# An interesting problem...?

## Stephen is making "the Stephen fractions". He chooses a set of two whole numbers (could be identical) greater than 1. He multiplies them, squares the result, and finds the reciprocal of the answer. (e.g. $\left(3 , 4\right)$=>1/(3*4)^2=>1/144) Given that the order of the numbers do not matter ($\left(3 , 4\right)$ and $\left(4 , 3\right)$ are the same), what is the sum of all Stephen fractions if there is a sum? Note that $\frac{1}{3 \cdot 4} ^ 2$ and $\frac{1}{2 \cdot 6} ^ 2$ are counted as two different fractions.
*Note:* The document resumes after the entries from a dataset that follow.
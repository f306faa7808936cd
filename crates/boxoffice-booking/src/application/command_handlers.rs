//! Command handlers for the booking context.
//!
//! Each handler loads or builds the aggregate, applies the transition,
//! persists it, and only then publishes the recorded events. Publishing is
//! best effort: a failure is logged and the command still succeeds.

use boxoffice_core::aggregate::AggregateRoot;
use boxoffice_core::clock::Clock;
use boxoffice_core::command::Command;
use boxoffice_core::error::DomainError;
use boxoffice_core::event::{DomainEvent, EventPublisher};
use chrono::{DateTime, Utc};
use uuid::Uuid;

use crate::domain::aggregates::{Reservation, ReservationItem, ReservationStatus};
use crate::domain::commands::{ConfirmReservation, CreateReservation};
use crate::domain::repository::ReservationRepository;

/// Result of a successfully created reservation.
#[derive(Debug, Clone, PartialEq, Eq)]
pub struct CreateReservationResult {
    /// The new reservation's identifier.
    pub reservation_id: Uuid,
    /// End of the payment window.
    pub expires_at: DateTime<Utc>,
    /// Total amount in minor currency units.
    pub total_amount: i64,
}

/// Result of a successfully confirmed reservation.
#[derive(Debug, Clone, PartialEq, Eq)]
pub struct ConfirmReservationResult {
    /// The confirmed reservation's identifier.
    pub reservation_id: Uuid,
    /// Confirmation time.
    pub confirmed_at: DateTime<Utc>,
}

/// Publishes the aggregate's recorded events, then clears them.
///
/// Failures are logged at `warn` and swallowed: the state change is already
/// durable and the projection catches up on the next event.
pub(crate) async fn publish_recorded(reservation: &mut Reservation, publisher: &dyn EventPublisher) {
    for event in reservation.uncommitted_events() {
        if let Err(error) = publisher.publish(event).await {
            tracing::warn!(
                reservation_id = %reservation.id(),
                event_type = event.event_type(),
                event_id = %event.metadata().event_id,
                error = %error,
                "failed to publish event"
            );
        }
    }
    reservation.clear_uncommitted_events();
}

/// Saves the aggregate, then publishes what it recorded.
pub(crate) async fn persist_and_publish(
    reservation: &mut Reservation,
    repo: &dyn ReservationRepository,
    publisher: &dyn EventPublisher,
) -> Result<(), DomainError> {
    repo.save(reservation).await?;
    publish_recorded(reservation, publisher).await;
    Ok(())
}

/// Handles the `CreateReservation` command: validates the items, creates a
/// pending reservation, persists it and publishes `reservation.created`.
///
/// # Errors
///
/// Returns `DomainError::Validation` for bad input and
/// `DomainError::Infrastructure` if the store fails.
pub async fn handle_create_reservation(
    command: &CreateReservation,
    clock: &dyn Clock,
    repo: &dyn ReservationRepository,
    publisher: &dyn EventPublisher,
) -> Result<CreateReservationResult, DomainError> {
    let items = command
        .items
        .iter()
        .map(|item| {
            ReservationItem::new(
                Uuid::new_v4(),
                item.ticket_id.clone(),
                item.ticket_name.clone(),
                item.unit_price,
                item.quantity,
            )
        })
        .collect::<Result<Vec<_>, _>>()?;

    let mut reservation = Reservation::create(
        command.user_id.clone(),
        command.event_id.clone(),
        items,
        command.correlation_id(),
        clock,
    )?;

    persist_and_publish(&mut reservation, repo, publisher).await?;

    tracing::info!(
        command = command.command_type(),
        correlation_id = %command.correlation_id(),
        reservation_id = %reservation.id(),
        user_id = command.issued_by(),
        total_amount = reservation.total_amount(),
        "reservation created"
    );

    Ok(CreateReservationResult {
        reservation_id: reservation.id(),
        expires_at: reservation.expires_at(),
        total_amount: reservation.total_amount(),
    })
}

/// Handles the `ConfirmReservation` command.
///
/// A reservation found past its window is expired on the spot: the expiry is
/// persisted and published before `Expired` is returned. One that is already
/// expired (e.g. by the sweeper) also yields `Expired`. If another writer
/// (typically the sweeper) saved first, the reservation is reloaded once and
/// the decision is made again against the fresh state.
///
/// # Errors
///
/// - `DomainError::AggregateNotFound` if the reservation does not exist.
/// - `DomainError::Forbidden` if the caller does not own it.
/// - `DomainError::InvalidState` if it is confirmed or cancelled.
/// - `DomainError::Expired` if the payment window has lapsed.
/// - `DomainError::ConcurrencyConflict` if it is modified again during the retry.
pub async fn handle_confirm_reservation(
    command: &ConfirmReservation,
    clock: &dyn Clock,
    repo: &dyn ReservationRepository,
    publisher: &dyn EventPublisher,
) -> Result<ConfirmReservationResult, DomainError> {
    let reservation = load_owned(command, repo).await?;
    if reservation.status() == ReservationStatus::Expired {
        return Err(DomainError::Expired(reservation.id()));
    }

    match try_confirm(reservation, command, clock, repo, publisher).await {
        Err(DomainError::ConcurrencyConflict { .. }) => {
            tracing::info!(
                reservation_id = %command.reservation_id,
                correlation_id = %command.correlation_id(),
                "reservation changed concurrently, reloading"
            );
            let reloaded = load_owned(command, repo).await?;
            match reloaded.status() {
                ReservationStatus::Pending => {
                    try_confirm(reloaded, command, clock, repo, publisher).await
                }
                ReservationStatus::Expired => Err(DomainError::Expired(reloaded.id())),
                other => Err(DomainError::InvalidState(format!(
                    "cannot confirm reservation {} in status {other}",
                    reloaded.id()
                ))),
            }
        }
        outcome => outcome,
    }
}

async fn load_owned(
    command: &ConfirmReservation,
    repo: &dyn ReservationRepository,
) -> Result<Reservation, DomainError> {
    let reservation = repo
        .find_by_id(command.reservation_id)
        .await?
        .ok_or(DomainError::AggregateNotFound(command.reservation_id))?;
    if reservation.user_id() != command.user_id {
        return Err(DomainError::Forbidden(command.reservation_id));
    }
    Ok(reservation)
}

async fn try_confirm(
    mut reservation: Reservation,
    command: &ConfirmReservation,
    clock: &dyn Clock,
    repo: &dyn ReservationRepository,
    publisher: &dyn EventPublisher,
) -> Result<ConfirmReservationResult, DomainError> {
    match reservation.confirm(command.correlation_id(), clock) {
        Ok(()) => {
            persist_and_publish(&mut reservation, repo, publisher).await?;
            let confirmed_at = reservation.confirmed_at().unwrap_or_else(|| clock.now());
            tracing::info!(
                command = command.command_type(),
                correlation_id = %command.correlation_id(),
                reservation_id = %reservation.id(),
                user_id = command.issued_by(),
                "reservation confirmed"
            );
            Ok(ConfirmReservationResult {
                reservation_id: reservation.id(),
                confirmed_at,
            })
        }
        Err(DomainError::Expired(id)) => {
            persist_and_publish(&mut reservation, repo, publisher).await?;
            tracing::info!(
                correlation_id = %command.correlation_id(),
                reservation_id = %id,
                "confirmation arrived after the payment window; reservation expired"
            );
            Err(DomainError::Expired(id))
        }
        Err(other) => Err(other),
    }
}
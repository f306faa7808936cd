//! In-process adapters for the booking ports, built for tests and behind the
//! `in-memory` feature.

pub mod in_memory;
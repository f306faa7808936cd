//! Domain events for the booking context.
//!
//! The wire contract carries the payload struct alone as camelCase JSON; the
//! kind travels separately as the event type (routing key and `event_type`
//! header).

use boxoffice_core::bus::{EVENT_TYPE_HEADER, Message};
use boxoffice_core::event::{DomainEvent, EventMetadata};
use chrono::{DateTime, Utc};
use serde::{Deserialize, Serialize};
use thiserror::Error;
use uuid::Uuid;

/// Exchange every booking event is published to.
pub const BOOKING_EVENTS_EXCHANGE: &str = "booking.events";

/// Binding pattern matching every reservation event.
pub const RESERVATION_EVENTS_BINDING: &str = "reservation.*";

/// Event type for `ReservationCreated`.
pub const RESERVATION_CREATED_EVENT_TYPE: &str = "reservation.created";

/// Event type for `ReservationConfirmed`.
pub const RESERVATION_CONFIRMED_EVENT_TYPE: &str = "reservation.confirmed";

/// Event type for `ReservationExpired`.
pub const RESERVATION_EXPIRED_EVENT_TYPE: &str = "reservation.expired";

/// Ticket and quantity pair carried by created/expired events.
#[derive(Debug, Clone, PartialEq, Eq, Serialize, Deserialize)]
#[serde(rename_all = "camelCase")]
pub struct TicketQuantity {
    /// The ticket identifier.
    pub ticket_id: String,
    /// Number of tickets held.
    pub quantity: i64,
}

/// Emitted when a reservation is created.
#[derive(Debug, Clone, PartialEq, Eq, Serialize, Deserialize)]
#[serde(rename_all = "camelCase")]
pub struct ReservationCreated {
    /// The reservation identifier.
    pub reservation_id: Uuid,
    /// The reserving user.
    pub user_id: String,
    /// The event (show) the tickets are for.
    pub event_id: String,
    /// Sum of item subtotals, in minor units.
    pub total_amount: i64,
    /// Creation time.
    pub created_at: DateTime<Utc>,
    /// End of the payment window.
    pub expires_at: DateTime<Utc>,
    /// Tickets held.
    pub items: Vec<TicketQuantity>,
}

/// Emitted when a reservation is paid for.
#[derive(Debug, Clone, PartialEq, Eq, Serialize, Deserialize)]
#[serde(rename_all = "camelCase")]
pub struct ReservationConfirmed {
    /// The reservation identifier.
    pub reservation_id: Uuid,
    /// The reserving user.
    pub user_id: String,
    /// The event (show) the tickets are for.
    pub event_id: String,
    /// Confirmation time.
    pub confirmed_at: DateTime<Utc>,
}

/// Emitted when the payment window lapses without confirmation.
#[derive(Debug, Clone, PartialEq, Eq, Serialize, Deserialize)]
#[serde(rename_all = "camelCase")]
pub struct ReservationExpired {
    /// The reservation identifier.
    pub reservation_id: Uuid,
    /// The reserving user.
    pub user_id: String,
    /// The event (show) the tickets are for.
    pub event_id: String,
    /// When the expiry was recorded.
    pub expired_at: DateTime<Utc>,
    /// Tickets released.
    pub items: Vec<TicketQuantity>,
}

/// Event payload variants for the booking context.
#[derive(Debug, Clone, PartialEq, Eq)]
pub enum ReservationEventKind {
    /// A reservation has been created.
    Created(ReservationCreated),
    /// A reservation has been confirmed.
    Confirmed(ReservationConfirmed),
    /// A reservation has expired.
    Expired(ReservationExpired),
}

/// Why an inbound message could not be turned into a reservation event.
#[derive(Debug, Error)]
pub enum EventDecodeError {
    /// The message carries no `event_type` header.
    #[error("message has no event_type header")]
    MissingEventType,

    /// The discriminator names no known event kind.
    #[error("unknown event type: {0}")]
    UnknownEventType(String),

    /// The payload does not match the named kind.
    #[error("malformed {event_type} payload: {source}")]
    Malformed {
        /// The event type the payload claimed to be.
        event_type: String,
        /// The underlying JSON error.
        source: serde_json::Error,
    },
}

impl ReservationEventKind {
    /// Returns the event type (routing key) of this kind.
    #[must_use]
    pub fn event_type(&self) -> &'static str {
        match self {
            Self::Created(_) => RESERVATION_CREATED_EVENT_TYPE,
            Self::Confirmed(_) => RESERVATION_CONFIRMED_EVENT_TYPE,
            Self::Expired(_) => RESERVATION_EXPIRED_EVENT_TYPE,
        }
    }

    /// Returns the reservation this event is about.
    #[must_use]
    pub fn reservation_id(&self) -> Uuid {
        match self {
            Self::Created(p) => p.reservation_id,
            Self::Confirmed(p) => p.reservation_id,
            Self::Expired(p) => p.reservation_id,
        }
    }

    /// Decodes a payload given its event type discriminator.
    ///
    /// # Errors
    ///
    /// Returns `EventDecodeError::UnknownEventType` for an unrecognised
    /// discriminator and `EventDecodeError::Malformed` if the JSON does not
    /// match the kind.
    pub fn decode(event_type: &str, payload: &[u8]) -> Result<Self, EventDecodeError> {
        let malformed = |source| EventDecodeError::Malformed {
            event_type: event_type.to_owned(),
            source,
        };
        match event_type {
            RESERVATION_CREATED_EVENT_TYPE => serde_json::from_slice(payload)
                .map(Self::Created)
                .map_err(malformed),
            RESERVATION_CONFIRMED_EVENT_TYPE => serde_json::from_slice(payload)
                .map(Self::Confirmed)
                .map_err(malformed),
            RESERVATION_EXPIRED_EVENT_TYPE => serde_json::from_slice(payload)
                .map(Self::Expired)
                .map_err(malformed),
            other => Err(EventDecodeError::UnknownEventType(other.to_owned())),
        }
    }

    /// Decodes a bus message using its `event_type` header.
    ///
    /// # Errors
    ///
    /// Returns `EventDecodeError::MissingEventType` if the header is absent,
    /// otherwise see [`ReservationEventKind::decode`].
    pub fn from_message(message: &Message) -> Result<Self, EventDecodeError> {
        let event_type = message
            .header(EVENT_TYPE_HEADER)
            .ok_or(EventDecodeError::MissingEventType)?;
        Self::decode(event_type, &message.payload)
    }
}

/// Domain event envelope for the booking context.
#[derive(Debug, Clone)]
pub struct ReservationEvent {
    /// Event metadata.
    pub metadata: EventMetadata,
    /// Event-specific payload.
    pub kind: ReservationEventKind,
}

impl DomainEvent for ReservationEvent {
    fn event_type(&self) -> &'static str {
        self.kind.event_type()
    }

    fn to_payload(&self) -> serde_json::Value {
        // Serialization of derived Serialize types to Value is infallible.
        match &self.kind {
            ReservationEventKind::Created(p) => serde_json::to_value(p),
            ReservationEventKind::Confirmed(p) => serde_json::to_value(p),
            ReservationEventKind::Expired(p) => serde_json::to_value(p),
        }
        .expect("ReservationEventKind serialization is infallible")
    }

    fn metadata(&self) -> &EventMetadata {
        &self.metadata
    }
}

#[cfg(test)]
mod tests {
    use super::*;
    use chrono::TimeZone;

    fn confirmed() -> ReservationConfirmed {
        ReservationConfirmed {
            reservation_id: Uuid::new_v4(),
            user_id: "user-1".to_owned(),
            event_id: "concert-7".to_owned(),
            confirmed_at: Utc.with_ymd_and_hms(2026, 1, 15, 10, 5, 0).unwrap(),
        }
    }

    #[test]
    fn test_payload_is_camel_case_without_envelope() {
        // Arrange
        let payload = confirmed();
        let event = ReservationEvent {
            metadata: EventMetadata {
                event_id: Uuid::new_v4(),
                event_type: RESERVATION_CONFIRMED_EVENT_TYPE.to_owned(),
                aggregate_id: payload.reservation_id,
                correlation_id: Uuid::new_v4(),
                causation_id: Uuid::new_v4(),
                occurred_at: payload.confirmed_at,
            },
            kind: ReservationEventKind::Confirmed(payload.clone()),
        };

        // Act
        let json = event.to_payload();

        // Assert
        assert_eq!(event.event_type(), RESERVATION_CONFIRMED_EVENT_TYPE);
        assert_eq!(json["reservationId"], payload.reservation_id.to_string());
        assert_eq!(json["userId"], "user-1");
        assert_eq!(json["eventId"], "concert-7");
        assert!(json.get("confirmedAt").is_some());
        assert!(json.get("Confirmed").is_none());
    }

    #[test]
    fn test_decode_dispatches_on_event_type() {
        let payload = confirmed();
        let bytes = serde_json::to_vec(&payload).unwrap();

        let kind = ReservationEventKind::decode(RESERVATION_CONFIRMED_EVENT_TYPE, &bytes).unwrap();

        assert_eq!(kind, ReservationEventKind::Confirmed(payload));
    }

    #[test]
    fn test_decode_rejects_unknown_event_type() {
        let result = ReservationEventKind::decode("reservation.refunded", b"{}");

        match result.unwrap_err() {
            EventDecodeError::UnknownEventType(t) => assert_eq!(t, "reservation.refunded"),
            other => panic!("expected UnknownEventType, got {other:?}"),
        }
    }

    #[test]
    fn test_decode_rejects_payload_of_wrong_shape() {
        let result = ReservationEventKind::decode(RESERVATION_CREATED_EVENT_TYPE, b"{\"id\":1}");

        match result.unwrap_err() {
            EventDecodeError::Malformed { event_type, .. } => {
                assert_eq!(event_type, RESERVATION_CREATED_EVENT_TYPE);
            }
            other => panic!("expected Malformed, got {other:?}"),
        }
    }

    #[test]
    fn test_from_message_requires_event_type_header() {
        let message = Message::new(RESERVATION_CONFIRMED_EVENT_TYPE, b"{}".to_vec());

        let result = ReservationEventKind::from_message(&message);

        assert!(matches!(result, Err(EventDecodeError::MissingEventType)));
    }
}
I think I have found a solution, and I would like to know how you would solve this problem!

Aug 8, 2018

The sum of all Stephen fractions is $S = 1 + {\pi}^{4} / 36 - {\pi}^{2} / 3$

#### Explanation:

Evaluating the problem, we know that Stephen fractions sum
$S = {\sum}_{x = 2}^{\infty} {\sum}_{y = 2}^{\infty} \frac{1}{x \cdot y} ^ 2$

$S = {\sum}_{x = 2}^{\infty} {\sum}_{y = 2}^{\infty} \frac{1}{{x}^{2} {y}^{2}}$

I replace in each sum $k = 2$ by $k = 1$, substracting to this sum the first missing element, knowing that ${\sum}_{z = 1}^{\infty} \frac{1}{{z}^{2}} = {\pi}^{2} / 6$,

$S = {\sum}_{x = 2}^{\infty} \frac{1}{x} ^ 2 {\sum}_{y = 2}^{\infty} \frac{1}{y} ^ 2$

$= {\sum}_{x = 1}^{\infty} \left(\frac{1}{x} ^ 2 - 1\right) {\sum}_{y = 2}^{\infty} \frac{1}{y} ^ 2$

$= {\sum}_{x = 1}^{\infty} \frac{1}{x} ^ 2 {\sum}_{y = 2}^{\infty} \frac{1}{y} ^ 2 - {\sum}_{y = 2}^{\infty} \frac{1}{y} ^ 2$

$= {\pi}^{2} / 6 \left({\sum}_{y = 1}^{\infty} \frac{1}{y} ^ 2 - 1\right) - \left({\sum}_{y = 1}^{\infty} \frac{1}{y} ^ 2 - 1\right)$

$= {\pi}^{2} / 6 \left({\pi}^{2} / 6 - 1\right) - \left({\pi}^{2} / 6 - 1\right)$

$= {\pi}^{4} / 36 - {\pi}^{2} / 6 - {\pi}^{2} / 6 + 1$

$S = 1 + {\pi}^{4} / 36 - {\pi}^{2} / 3$